Youseph Yazdi, profesor de la Facultad de Medicina de Johns Hopkins, visitó recientemente Irán en medio de las protestas antigubernamentales en curso que han provocado miles de muertes. La visita, cuyos detalles se discutieron en una entrevista con Steve Inskeep de NPR, le brindó a Yazdi una perspectiva de primera mano sobre el clima sociopolítico actual dentro del país.
Durante la entrevista, Yazdi describió el ambiente en Irán como tenso, señalando la presencia visible de las fuerzas de seguridad y la sensación palpable de inquietud entre la población. Afirmó que las protestas, provocadas por las quejas económicas y las restricciones a las libertades personales, han recibido una dura respuesta por parte del gobierno. "La gente está frustrada", dijo Yazdi, "Sienten que sus voces no están siendo escuchadas".
Las protestas estallaron inicialmente tras la muerte de Mahsa Amini en septiembre de 2022, quien murió mientras estaba bajo la custodia de la policía de la moral de Irán. La muerte de Amini encendió una ira generalizada por el estricto código de vestimenta del país para las mujeres y la supresión más amplia de la disidencia por parte del gobierno. Desde entonces, las manifestaciones se han convertido en un desafío más amplio a la autoridad de la República Islámica.
El gobierno iraní ha acusado a entidades extranjeras de instigar las protestas y ha prometido tomar medidas enérgicas contra lo que describe como actos de terrorismo y sabotaje. Los medios de comunicación estatales han retratado a los manifestantes como alborotadores violentos que buscan desestabilizar el país. Sin embargo, las organizaciones de derechos humanos han documentado numerosos casos de fuerza excesiva utilizada por las fuerzas de seguridad contra manifestantes pacíficos.

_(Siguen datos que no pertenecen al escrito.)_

use thiserror::Error;

/// Rejected `add` input. Nothing is mutated when one of these is returned.
#[derive(Debug, Clone, PartialEq, Eq, Error)]
pub enum ValidationError {
    #[error("task text must not be empty")]
    Empty,
    #[error("task text is {len} characters long; the limit is {max}")]
    TooLong { len: usize, max: usize },
    #[error("`{0}` is not a calendar date (expected YYYY-MM-DD)")]
    InvalidDueDate(String),
}

/// Failure reported by a [`KeyValueStorage`](super::storage::KeyValueStorage) backend.
#[derive(Debug, Error)]
pub enum StorageError {
    #[error("storage I/O failed: {0}")]
    Io(#[from] std::io::Error),
    #[error("storage quota exceeded: record needs {needed} bytes, quota is {quota}")]
    QuotaExceeded { needed: usize, quota: usize },
}

#[derive(Debug, Error)]
pub enum RecordError {
    #[error(transparent)]
    Storage(#[from] StorageError),
    #[error("malformed task record: {0}")]
    Json(#[from] serde_json::Error),
}

/// Persistence failure of the task store. Both variants are recoverable: a failed
/// read falls back to an empty collection, a failed write keeps memory authoritative.
#[derive(Debug, Error)]
pub enum StoreError {
    #[error("could not read `{key}` from storage: {source}")]
    Read {
        key: String,
        #[source]
        source: RecordError,
    },
    #[error("could not write `{key}` to storage: {source}")]
    Write {
        key: String,
        #[source]
        source: RecordError,
    },
}

impl StoreError {
    pub fn is_quota_exceeded(&self) -> bool {
        let (Self::Read { source, .. } | Self::Write { source, .. }) = self;
        matches!(source, RecordError::Storage(StorageError::QuotaExceeded { .. }))
    }
}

Estados Unidos y otros países occidentales han condenado la respuesta del gobierno iraní a las protestas y han impuesto sanciones a funcionarios iraníes presuntamente involucrados en abusos contra los derechos humanos. Estas sanciones se dirigen a personas y entidades acusadas de reprimir la disidencia y violar las leyes internacionales de derechos humanos. El gobierno iraní ha rechazado estas sanciones por considerarlas una injerencia en sus asuntos internos.
La situación en Irán sigue siendo volátil, con protestas que continúan en varias ciudades del país. El gobierno no ha mostrado signos de dar marcha atrás y la comunidad internacional sigue dividida sobre cómo abordar la crisis. Las implicaciones a largo plazo de las protestas para el futuro del sistema político de Irán son inciertas.